[EXTRACTED RECORDS Boundary: Start]
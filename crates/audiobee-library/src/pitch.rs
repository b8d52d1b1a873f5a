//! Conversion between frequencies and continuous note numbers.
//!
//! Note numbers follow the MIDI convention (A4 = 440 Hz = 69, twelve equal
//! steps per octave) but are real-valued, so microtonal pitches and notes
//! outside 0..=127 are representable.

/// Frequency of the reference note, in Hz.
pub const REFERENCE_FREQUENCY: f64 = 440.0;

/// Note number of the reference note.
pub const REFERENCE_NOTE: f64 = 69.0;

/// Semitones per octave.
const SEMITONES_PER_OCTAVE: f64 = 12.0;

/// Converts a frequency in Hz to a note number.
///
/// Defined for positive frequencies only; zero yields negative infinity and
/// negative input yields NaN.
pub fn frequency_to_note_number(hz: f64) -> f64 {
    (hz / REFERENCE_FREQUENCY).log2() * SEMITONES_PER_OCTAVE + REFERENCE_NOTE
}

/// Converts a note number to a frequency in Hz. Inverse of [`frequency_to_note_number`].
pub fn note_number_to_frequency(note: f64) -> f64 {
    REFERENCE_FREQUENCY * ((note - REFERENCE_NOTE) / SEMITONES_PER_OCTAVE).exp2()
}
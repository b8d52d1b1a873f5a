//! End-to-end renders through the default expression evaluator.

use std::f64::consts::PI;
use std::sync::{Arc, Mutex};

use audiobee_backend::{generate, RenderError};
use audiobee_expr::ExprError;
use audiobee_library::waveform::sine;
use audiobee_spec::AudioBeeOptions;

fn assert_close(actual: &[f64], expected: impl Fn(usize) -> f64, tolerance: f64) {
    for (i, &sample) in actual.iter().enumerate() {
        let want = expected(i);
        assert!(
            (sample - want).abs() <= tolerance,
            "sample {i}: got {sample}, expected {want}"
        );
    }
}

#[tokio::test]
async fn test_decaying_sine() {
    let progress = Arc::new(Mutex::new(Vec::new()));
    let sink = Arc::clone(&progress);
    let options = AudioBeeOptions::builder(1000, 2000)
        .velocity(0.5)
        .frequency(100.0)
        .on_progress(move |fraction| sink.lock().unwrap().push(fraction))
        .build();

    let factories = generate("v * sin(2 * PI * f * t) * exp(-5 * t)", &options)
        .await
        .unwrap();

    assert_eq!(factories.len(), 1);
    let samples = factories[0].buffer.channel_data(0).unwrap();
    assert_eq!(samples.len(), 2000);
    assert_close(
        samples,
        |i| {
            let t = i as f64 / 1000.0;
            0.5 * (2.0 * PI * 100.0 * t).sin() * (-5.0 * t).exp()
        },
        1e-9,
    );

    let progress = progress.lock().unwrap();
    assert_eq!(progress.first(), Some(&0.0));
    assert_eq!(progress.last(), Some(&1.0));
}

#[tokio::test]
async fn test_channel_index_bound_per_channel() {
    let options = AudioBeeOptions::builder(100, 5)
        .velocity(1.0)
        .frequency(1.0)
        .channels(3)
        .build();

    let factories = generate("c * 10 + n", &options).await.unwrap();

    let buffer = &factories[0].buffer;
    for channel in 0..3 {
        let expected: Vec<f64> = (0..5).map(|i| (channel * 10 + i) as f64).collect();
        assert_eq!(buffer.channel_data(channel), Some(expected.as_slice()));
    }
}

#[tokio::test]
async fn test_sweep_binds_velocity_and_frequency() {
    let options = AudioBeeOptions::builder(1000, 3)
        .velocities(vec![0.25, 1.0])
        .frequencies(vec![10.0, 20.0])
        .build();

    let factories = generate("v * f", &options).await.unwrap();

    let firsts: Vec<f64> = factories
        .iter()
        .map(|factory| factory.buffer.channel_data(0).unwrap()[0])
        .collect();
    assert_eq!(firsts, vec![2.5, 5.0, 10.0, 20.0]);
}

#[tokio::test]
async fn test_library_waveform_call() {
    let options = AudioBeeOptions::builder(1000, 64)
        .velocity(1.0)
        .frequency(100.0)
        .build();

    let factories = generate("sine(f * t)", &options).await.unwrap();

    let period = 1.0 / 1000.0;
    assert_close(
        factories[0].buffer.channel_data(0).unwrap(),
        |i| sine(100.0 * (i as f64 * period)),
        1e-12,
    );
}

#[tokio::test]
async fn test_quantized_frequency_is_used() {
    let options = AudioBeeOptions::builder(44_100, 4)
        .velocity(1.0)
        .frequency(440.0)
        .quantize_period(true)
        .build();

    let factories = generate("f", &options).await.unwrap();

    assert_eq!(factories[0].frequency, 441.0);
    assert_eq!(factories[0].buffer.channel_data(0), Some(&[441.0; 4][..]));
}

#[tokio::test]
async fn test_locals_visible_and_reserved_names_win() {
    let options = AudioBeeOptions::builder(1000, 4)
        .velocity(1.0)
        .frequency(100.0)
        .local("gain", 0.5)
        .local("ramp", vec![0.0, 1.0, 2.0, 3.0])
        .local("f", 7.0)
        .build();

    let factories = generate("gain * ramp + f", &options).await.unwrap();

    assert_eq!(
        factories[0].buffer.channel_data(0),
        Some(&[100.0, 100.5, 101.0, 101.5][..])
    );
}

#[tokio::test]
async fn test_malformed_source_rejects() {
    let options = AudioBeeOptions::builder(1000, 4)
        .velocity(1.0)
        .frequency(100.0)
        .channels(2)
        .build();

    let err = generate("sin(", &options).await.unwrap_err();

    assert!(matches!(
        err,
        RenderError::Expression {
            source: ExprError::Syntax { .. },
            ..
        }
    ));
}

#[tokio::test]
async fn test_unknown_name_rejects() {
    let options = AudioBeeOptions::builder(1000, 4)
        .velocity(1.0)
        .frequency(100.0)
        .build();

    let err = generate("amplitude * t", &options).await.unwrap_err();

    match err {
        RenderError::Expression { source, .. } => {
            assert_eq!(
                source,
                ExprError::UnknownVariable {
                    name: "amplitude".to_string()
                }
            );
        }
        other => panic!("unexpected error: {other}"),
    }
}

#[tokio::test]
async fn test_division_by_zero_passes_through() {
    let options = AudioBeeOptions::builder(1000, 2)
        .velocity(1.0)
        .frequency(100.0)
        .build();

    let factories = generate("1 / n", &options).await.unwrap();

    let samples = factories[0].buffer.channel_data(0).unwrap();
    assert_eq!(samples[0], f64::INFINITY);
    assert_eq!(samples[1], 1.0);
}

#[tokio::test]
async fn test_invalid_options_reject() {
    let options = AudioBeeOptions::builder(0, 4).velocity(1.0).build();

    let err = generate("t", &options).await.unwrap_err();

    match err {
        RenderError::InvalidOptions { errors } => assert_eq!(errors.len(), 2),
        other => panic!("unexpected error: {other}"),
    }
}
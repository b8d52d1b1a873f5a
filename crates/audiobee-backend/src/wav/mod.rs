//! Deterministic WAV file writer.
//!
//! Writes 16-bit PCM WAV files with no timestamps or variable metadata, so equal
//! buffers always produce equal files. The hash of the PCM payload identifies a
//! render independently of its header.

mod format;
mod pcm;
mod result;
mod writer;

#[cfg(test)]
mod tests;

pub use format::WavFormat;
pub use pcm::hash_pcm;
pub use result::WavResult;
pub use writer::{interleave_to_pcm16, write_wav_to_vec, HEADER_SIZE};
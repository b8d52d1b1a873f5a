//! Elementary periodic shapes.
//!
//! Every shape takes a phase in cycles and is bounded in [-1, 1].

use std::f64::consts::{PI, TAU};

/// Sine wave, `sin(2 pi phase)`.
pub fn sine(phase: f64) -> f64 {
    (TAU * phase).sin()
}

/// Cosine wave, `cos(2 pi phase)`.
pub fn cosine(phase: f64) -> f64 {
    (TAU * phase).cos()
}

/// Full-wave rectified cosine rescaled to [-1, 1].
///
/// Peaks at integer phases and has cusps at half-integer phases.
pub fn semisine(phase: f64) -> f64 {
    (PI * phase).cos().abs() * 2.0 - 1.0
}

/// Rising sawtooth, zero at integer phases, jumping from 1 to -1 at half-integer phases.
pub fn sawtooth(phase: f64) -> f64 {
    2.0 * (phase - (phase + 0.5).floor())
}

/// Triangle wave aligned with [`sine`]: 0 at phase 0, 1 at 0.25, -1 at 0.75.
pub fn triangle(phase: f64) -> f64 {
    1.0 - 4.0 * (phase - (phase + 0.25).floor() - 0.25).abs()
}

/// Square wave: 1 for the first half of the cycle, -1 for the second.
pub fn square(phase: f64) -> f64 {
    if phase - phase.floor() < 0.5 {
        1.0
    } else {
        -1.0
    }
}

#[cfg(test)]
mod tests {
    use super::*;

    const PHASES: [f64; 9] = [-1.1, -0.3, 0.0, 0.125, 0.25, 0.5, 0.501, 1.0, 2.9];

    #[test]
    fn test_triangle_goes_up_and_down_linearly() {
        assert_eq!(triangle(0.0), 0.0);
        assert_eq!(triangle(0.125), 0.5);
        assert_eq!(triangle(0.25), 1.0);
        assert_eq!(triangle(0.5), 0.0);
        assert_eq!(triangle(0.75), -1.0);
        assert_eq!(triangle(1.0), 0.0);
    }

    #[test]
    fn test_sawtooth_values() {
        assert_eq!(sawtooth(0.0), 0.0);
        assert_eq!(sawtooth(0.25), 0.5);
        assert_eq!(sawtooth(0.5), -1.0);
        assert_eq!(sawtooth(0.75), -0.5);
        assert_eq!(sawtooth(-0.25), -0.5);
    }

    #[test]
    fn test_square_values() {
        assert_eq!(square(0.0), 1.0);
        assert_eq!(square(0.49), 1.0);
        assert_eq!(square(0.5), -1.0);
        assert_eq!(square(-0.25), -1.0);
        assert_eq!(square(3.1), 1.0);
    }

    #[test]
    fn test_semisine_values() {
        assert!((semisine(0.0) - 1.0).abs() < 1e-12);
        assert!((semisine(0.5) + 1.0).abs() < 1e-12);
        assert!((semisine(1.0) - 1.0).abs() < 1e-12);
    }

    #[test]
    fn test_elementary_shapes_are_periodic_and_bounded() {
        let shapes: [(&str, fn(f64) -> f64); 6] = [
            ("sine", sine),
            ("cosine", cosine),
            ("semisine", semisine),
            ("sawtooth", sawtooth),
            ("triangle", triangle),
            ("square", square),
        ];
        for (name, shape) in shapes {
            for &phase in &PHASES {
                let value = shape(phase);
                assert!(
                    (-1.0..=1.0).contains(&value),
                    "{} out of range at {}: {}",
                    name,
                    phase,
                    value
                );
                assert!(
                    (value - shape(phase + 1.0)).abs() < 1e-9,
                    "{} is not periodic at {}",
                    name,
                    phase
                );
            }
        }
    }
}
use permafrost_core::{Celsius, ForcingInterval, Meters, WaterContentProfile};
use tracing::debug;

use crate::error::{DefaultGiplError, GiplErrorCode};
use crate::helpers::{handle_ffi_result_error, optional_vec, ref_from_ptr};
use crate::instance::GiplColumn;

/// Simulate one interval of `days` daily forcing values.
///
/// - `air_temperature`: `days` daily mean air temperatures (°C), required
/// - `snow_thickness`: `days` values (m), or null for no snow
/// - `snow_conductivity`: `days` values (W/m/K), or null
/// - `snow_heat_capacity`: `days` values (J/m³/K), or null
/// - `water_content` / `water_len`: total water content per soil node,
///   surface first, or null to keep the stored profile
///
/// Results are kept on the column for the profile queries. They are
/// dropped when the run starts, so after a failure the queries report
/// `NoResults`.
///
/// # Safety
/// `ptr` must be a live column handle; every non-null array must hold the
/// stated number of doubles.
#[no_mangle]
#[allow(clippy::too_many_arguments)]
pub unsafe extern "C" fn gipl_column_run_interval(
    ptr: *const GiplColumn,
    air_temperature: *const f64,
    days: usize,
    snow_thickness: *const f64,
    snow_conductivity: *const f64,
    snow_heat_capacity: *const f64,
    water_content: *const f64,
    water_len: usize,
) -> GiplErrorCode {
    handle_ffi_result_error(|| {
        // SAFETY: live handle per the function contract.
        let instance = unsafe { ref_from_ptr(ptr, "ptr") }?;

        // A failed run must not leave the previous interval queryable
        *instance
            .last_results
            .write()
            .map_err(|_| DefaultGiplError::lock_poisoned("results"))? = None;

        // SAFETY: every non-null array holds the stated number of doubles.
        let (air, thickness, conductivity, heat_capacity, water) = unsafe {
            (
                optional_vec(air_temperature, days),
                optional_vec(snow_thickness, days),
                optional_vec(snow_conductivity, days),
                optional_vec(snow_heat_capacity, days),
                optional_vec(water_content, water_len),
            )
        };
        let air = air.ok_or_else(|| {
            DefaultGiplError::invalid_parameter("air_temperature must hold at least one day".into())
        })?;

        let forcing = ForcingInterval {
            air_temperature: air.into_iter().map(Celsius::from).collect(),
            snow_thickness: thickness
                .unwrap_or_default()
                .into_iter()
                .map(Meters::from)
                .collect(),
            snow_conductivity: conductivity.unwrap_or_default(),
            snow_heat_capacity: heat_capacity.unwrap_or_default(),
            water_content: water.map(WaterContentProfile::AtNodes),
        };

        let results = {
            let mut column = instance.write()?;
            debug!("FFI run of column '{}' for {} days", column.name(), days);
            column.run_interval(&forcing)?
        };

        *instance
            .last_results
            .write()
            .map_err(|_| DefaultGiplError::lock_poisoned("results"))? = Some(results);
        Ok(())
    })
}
[EXTRACTED RECORDS Boundary: End]
- [TASK]:
From the first line of the records above down to the line containing "pub fn note_number_to_frequency(note: f64)", repeat each line exactly as written. Include both of those lines and add nothing.

- [RESPONSE TO THIS EXERCISE]:
filename crates/audiobee-library/src/pitch.rs
repository b8d52d1b1a873f5a
//! Conversion between frequencies and continuous note numbers.
//!
//! Note numbers follow the MIDI convention (A4 = 440 Hz = 69, twelve equal
//! steps per octave) but are real-valued, so microtonal pitches and notes
//! outside 0..=127 are representable.

/// Frequency of the reference note, in Hz.
pub const REFERENCE_FREQUENCY: f64 = 440.0;

/// Note number of the reference note.
pub const REFERENCE_NOTE: f64 = 69.0;

/// Semitones per octave.
const SEMITONES_PER_OCTAVE: f64 = 12.0;

/// Converts a frequency in Hz to a note number.
///
/// Defined for positive frequencies only; zero yields negative infinity and
/// negative input yields NaN.
pub fn frequency_to_note_number(hz: f64) -> f64 {
    (hz / REFERENCE_FREQUENCY).log2() * SEMITONES_PER_OCTAVE + REFERENCE_NOTE
}

/// Converts a note number to a frequency in Hz. Inverse of [`frequency_to_note_number`].
pub fn note_number_to_frequency(note: f64) -> f64 {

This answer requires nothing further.